Anyone jumping on one bandwagon may as well buy both if they want the maximum possible catalog of movies. This, of course, is going to be rather expensive and a nightmare in user friendliness. Imagine you buy both format players. When the wife, kids or husband can't figure out which movie to put in what player to get it to work, well, you are going to hear about it. Sure they may put big, noticeable labeling on the players and disks but it's not a sure thing - check out an SACD disk, you have to look really close to tell it from a regular CD, don't you? What about in your darkened HomeTheater? Time for a flashlight or raising the lights every time you want to change disks. Most people are simply not going to buy both. They will buy neither. Interestingly, a high quality upscaling DVD player right now is going to be a good choice for a lot of people. Why? There are are now some inexpensive upscaling DVD/universal players with extremely good video quality and very good sound quality. The very good universal DVD players have excellent multiformat audio and DVD video playback quality for the current Disk types. It is really not likely the initial HD-DVD or Blueray players are going to match the better current DVD players for the ultimate in standard DVD playback and even audio playback. If you have a lot of DVD's or rent them, you are still probably going to need a good DVD player for best results. Also, with a new expensive HD/Blueray player you will probably not want to wear it out with lowly DVD playback anyway, since the early models are likely to fail more quickly than later models. Hate to say it...but most likely true.

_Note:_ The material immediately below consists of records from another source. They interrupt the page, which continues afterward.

// ============================================================================
// SECTION: Endpoint Catalog
// ============================================================================

/// All gated analytics endpoints, in listing order.
pub const ENDPOINTS: &[EndpointDescriptor] = &[
    EndpointDescriptor {
        name: "allocations_by_person",
        path: "/endpoints/export/v0/allocations/details/by_person",
        description: "Returns allocation data for the whole company, aggregated by person.",
        params: &[FORMAT, START_DATE, END_DATE, UNIT, SERIES, DECIMAL_PLACES],
    },
    EndpointDescriptor {
        name: "allocations_by_team",
        path: "/endpoints/export/v0/allocations/details/by_team",
        description: "Returns allocation data for the whole company, aggregated by team at the \
                      specified hierarchy level.",
        params: &[
            FORMAT,
            START_DATE,
            END_DATE,
            UNIT,
            SERIES,
            DECIMAL_PLACES,
            TEAM_HIERARCHY_LEVEL,
            INCLUDE_PERSON_BREAKOUT,
        ],
    },
    EndpointDescriptor {
        name: "allocations_by_investment_category",
        path: "/endpoints/export/v0/allocations/details/investment_category",
        description: "Returns allocation data for the whole company, aggregated by investment \
                      category.",
        params: &[FORMAT, START_DATE, END_DATE, UNIT, SERIES, DECIMAL_PLACES],
    },
    EndpointDescriptor {
        name: "allocations_by_investment_category_person",
        path: "/endpoints/export/v0/allocations/details/investment_category/by_person",
        description: "Returns allocation data for the whole company, aggregated by investment \
                      category and person.",
        params: &[FORMAT, START_DATE, END_DATE, UNIT, SERIES, DECIMAL_PLACES],
    },
    EndpointDescriptor {
        name: "allocations_by_investment_category_team",
        path: "/endpoints/export/v0/allocations/details/investment_category/by_team",
        description: "Returns allocation data for the whole company, aggregated by investment \
                      category and team at the specified hierarchy level.",
        params: &[
            FORMAT,
            START_DATE,
            END_DATE,
            UNIT,
            SERIES,
            DECIMAL_PLACES,
            TEAM_HIERARCHY_LEVEL,
            INCLUDE_PERSON_BREAKOUT,
        ],
    },
    EndpointDescriptor {
        name: "allocations_by_work_category",
        path: "/endpoints/export/v0/allocations/details/work_category",
        description: "Returns allocation data for the whole company, aggregated by deliverable \
                      within the specified work category.",
        params: &[
            FORMAT,
            START_DATE,
            END_DATE,
            UNIT,
            SERIES,
            DECIMAL_PLACES,
            WORK_CATEGORY_SLUG,
        ],
    },
    EndpointDescriptor {
        name: "allocations_by_work_category_person",
        path: "/endpoints/export/v0/allocations/details/work_category/by_person",
        description: "Returns allocation data for the whole company, aggregated by deliverable \
                      within the specified work category and person.",
        params: &[
            FORMAT,
            START_DATE,
            END_DATE,
            UNIT,
            SERIES,
            DECIMAL_PLACES,
            WORK_CATEGORY_SLUG,
        ],
    },
    EndpointDescriptor {
        name: "allocations_by_work_category_team",
        path: "/endpoints/export/v0/allocations/details/work_category/by_team",
        description: "Returns allocation data for the whole company, aggregated by deliverable \
                      within the specified work category and team at the specified hierarchy \
                      level.",
        params: &[
            FORMAT,
            START_DATE,
            END_DATE,
            UNIT,
            SERIES,
            DECIMAL_PLACES,
            TEAM_HIERARCHY_LEVEL,
            WORK_CATEGORY_SLUG,
            INCLUDE_PERSON_BREAKOUT,
        ],
    },
    EndpointDescriptor {
        name: "allocations_filter_fields",
        path: "/endpoints/export/v0/allocations/filter_fields",
        description: "Returns a list of the available fields and known values for filtering \
                      allocations.",
        params: &[FORMAT],
    },
    EndpointDescriptor {
        name: "allocations_summary_by_investment_category",
        path: "/endpoints/export/v0/allocations/summary_filtered/by_investment_category",
        description: "Returns total FTE amounts for investment categories. Supports filtering.",
        params: &[
            FORMAT,
            START_DATE,
            END_DATE,
            UNIT,
            SERIES,
            DECIMAL_PLACES,
            TEAM_ID_FILTER,
            ROLE_FILTER,
            LOCATION_FILTER,
            CUSTOM_COLUMN_LAPTOP,
        ],
    },
    EndpointDescriptor {
        name: "allocations_summary_by_work_category",
        path: "/endpoints/export/v0/allocations/summary_filtered/by_work_category",
        description: "Returns total FTE amounts for deliverables within a work category. \
                      Supports filtering.",
        params: &[
            FORMAT,
            START_DATE,
            END_DATE,
            UNIT,
            SERIES,
            DECIMAL_PLACES,
            TEAM_ID_FILTER,
            ROLE_FILTER,
            LOCATION_FILTER,
            WORK_CATEGORY_SLUG,
            CUSTOM_COLUMN_LAPTOP,
        ],
    },
    EndpointDescriptor {
        name: "deliverable_details",
        path: "/endpoints/export/v0/delivery/deliverable_details",
        description: "Returns data about a specific deliverable.",
        params: &[FORMAT, DELIVERABLE_ID],
    },
    EndpointDescriptor {
        name: "deliverable_scope_and_effort_history",
        path: "/endpoints/export/v0/delivery/scope_and_effort_history",
        description: "Returns weekly data about the scope of a deliverable and the total effort \
                      allocated per week.",
        params: &[FORMAT, DELIVERABLE_ID, START_DATE, END_DATE, UNIT],
    },
    EndpointDescriptor {
        name: "work_categories",
        path: "/endpoints/export/v0/delivery/work_categories",
        description: "Returns a list of all known work categories.",
        params: &[FORMAT],
    },
    EndpointDescriptor {
        name: "work_category_contents",
        path: "/endpoints/export/v0/delivery/work_category_contents",
        description: "Returns data about the deliverables in a specified work category.",
        params: &[
            FORMAT,
            START_DATE,
            END_DATE,
            UNIT,
            SERIES,
            WORK_CATEGORY_SLUG,
            COMPLETED_ONLY,
            INPROGRESS_ONLY,
            VIEW_ARCHIVED,
            TEAM_ID_FILTER,
        ],
    },
    EndpointDescriptor {
        name: "company_metrics",
        path: "/endpoints/export/v0/metrics/company_metrics",
        description: "Returns metrics data for the company during the specified timeframe.",
        params: &[FORMAT, START_DATE, END_DATE, UNIT, SERIES],
    },
    EndpointDescriptor {
        name: "person_metrics",
        path: "/endpoints/export/v0/metrics/person_metrics",
        description: "Returns metrics data for the specified person during the specified \
                      timeframe.",
        params: &[FORMAT, START_DATE, END_DATE, UNIT, SERIES, PERSON_ID_REQUIRED],
    },
    EndpointDescriptor {
        name: "team_metrics",
        path: "/endpoints/export/v0/metrics/team_metrics",
        description: "Returns metrics data for the specified team during the specified timeframe.",
        params: &[FORMAT, START_DATE, END_DATE, UNIT, SERIES, TEAM_ID_REQUIRED],
    },
    EndpointDescriptor {
        name: "team_sprint_summary",
        path: "/endpoints/export/v0/metrics/team_sprint_summary",
        description: "Returns issue count and, if available, story point data for a team's \
                      sprints in the specified timeframe.",
        params: &[FORMAT, START_DATE, END_DATE, TEAM_ID_SINGLE],
    },
    EndpointDescriptor {
        name: "unlinked_pull_requests",
        path: "/endpoints/export/v0/metrics/unlinked_pull_requests",
        description: "Lists details of unlinked pull requests merged during the specified \
                      timeframe.",
        params: &[
            FORMAT,
            START_DATE,
            END_DATE,
            UNIT,
            SERIES,
            INSTANCE_SLUG,
            ORGANIZATION_NAME,
            REPO_NAME,
        ],
    },
    EndpointDescriptor {
        name: "list_engineers",
        path: "/endpoints/export/v0/people/list_engineers",
        description: "Returns a list of all active allocatable people as of a specific date.",
        params: &[FORMAT, EFFECTIVE_DATE],
    },
    EndpointDescriptor {
        name: "search_people",
        path: "/endpoints/export/v0/people/search",
        description: "Searches for people by name, email, or id.",
        params: &[FORMAT, NAME_FILTER, EMAIL_FILTER, PERSON_ID_FILTER],
    },
    EndpointDescriptor {
        name: "list_teams",
        path: "/endpoints/export/v0/teams/list_teams",
        description: "Displays all teams at the specified hierarchy level. Optionally, includes \
                      child teams.",
        params: &[FORMAT, HIERARCHY_LEVEL, INCLUDE_CHILDREN],
    },
    EndpointDescriptor {
        name: "search_teams",
        path: "/endpoints/export/v0/teams/search",
        description: "Searches for teams by name or id.",
        params: &[FORMAT, NAME_FILTER, TEAM_ID_FILTER],
    },
];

Upscaling DVD Players and Scalers (480i/480p/720p/1080i) 480i/480p - Why some don't see a difference
Alright, for the first thing, we need to stop thinking we are comparing apples to oranges when we are actually comparing granny smith with red delicious.
Consumers comparing 480i to 480p DVD players over component video to a HDTV is a good example.
It is easy to tell the difference when comparing a DVD player playing a good 480i DVD through a standard definition, 480i Tube TV and a good DVD played at 480p through a HDTV which can properly display a good 480p. When comparing a DVD player at 480i and then 480p through your new HDTV you may have a very hard time seeing this difference. Many consumers will try this and conclude that this whole interlaced and progressive thing is some kind of scam, or just blindly convince themselves they are, indeed seeing some huge difference. There may be a big difference or may not, but it depends on the HDTV's and DVD players processing. That 480i is not 480i when you see it. It is processed into a/the resolution that the display can handle - 480p, 720p or 1080i, but it sure isn't 480i.
Upscaling to 720p or 1080i
First of all, you cannot really add any resolution to a signal that is not there to begin with. Converting a lower resolution video to fill a higher resolution display involves a lot of adding information to the signal. If you have an HD display and play a DVD on it, it has to somehow get from 480i to 720p/1080i or whatever the resoluion of your display actually is. The DVD player/scaler can do some or all of this, or the Displays internal electronics can do this. Some do a better job of this than others - sometimes by a broad margin. In any case, taking a best case DVD resolution and deinterlacing and scaling it with the best processing available will never result in a compareable image to a true High Definition image quality. Not even close. What a great scaler/processor or upscaling DVD player can do is replace the displays need to process the video as much as possible, and generally do this with much better results.
New 1080p Displays? They were awesome at CES 2006.
Most 1080p displays so far will not accept 1080p input. Some will accept 1080p input - the high end models, but most early models will accept only 720p or 1080i. Not that there is a whole lot of 1080p content out there to watch anyway.... It will have to wait for HD-DVD or BlueRay players to come out with 1080p outputs to even have a decent 1080p source. So, anyway, when you do have HD at 720p/1080i going into your 1080p display, what method is being used by the displays processing to get to 1080p? That is the million dollar question. Using the simplest "bob" deinterlacing method as many 1080p displays initially will, is it really going to look that much better? With the best content available limited to 720p or 1080i how much better is a 1080p deinterlaced (from 1080i) or scaled (from 720p) version likely to look? Many of these scalers and TV's are likely to go from 1080i to 540p and then scale up to 1080p. How does that make you feel about 1080p? Not quite worth all of the hoopla yet?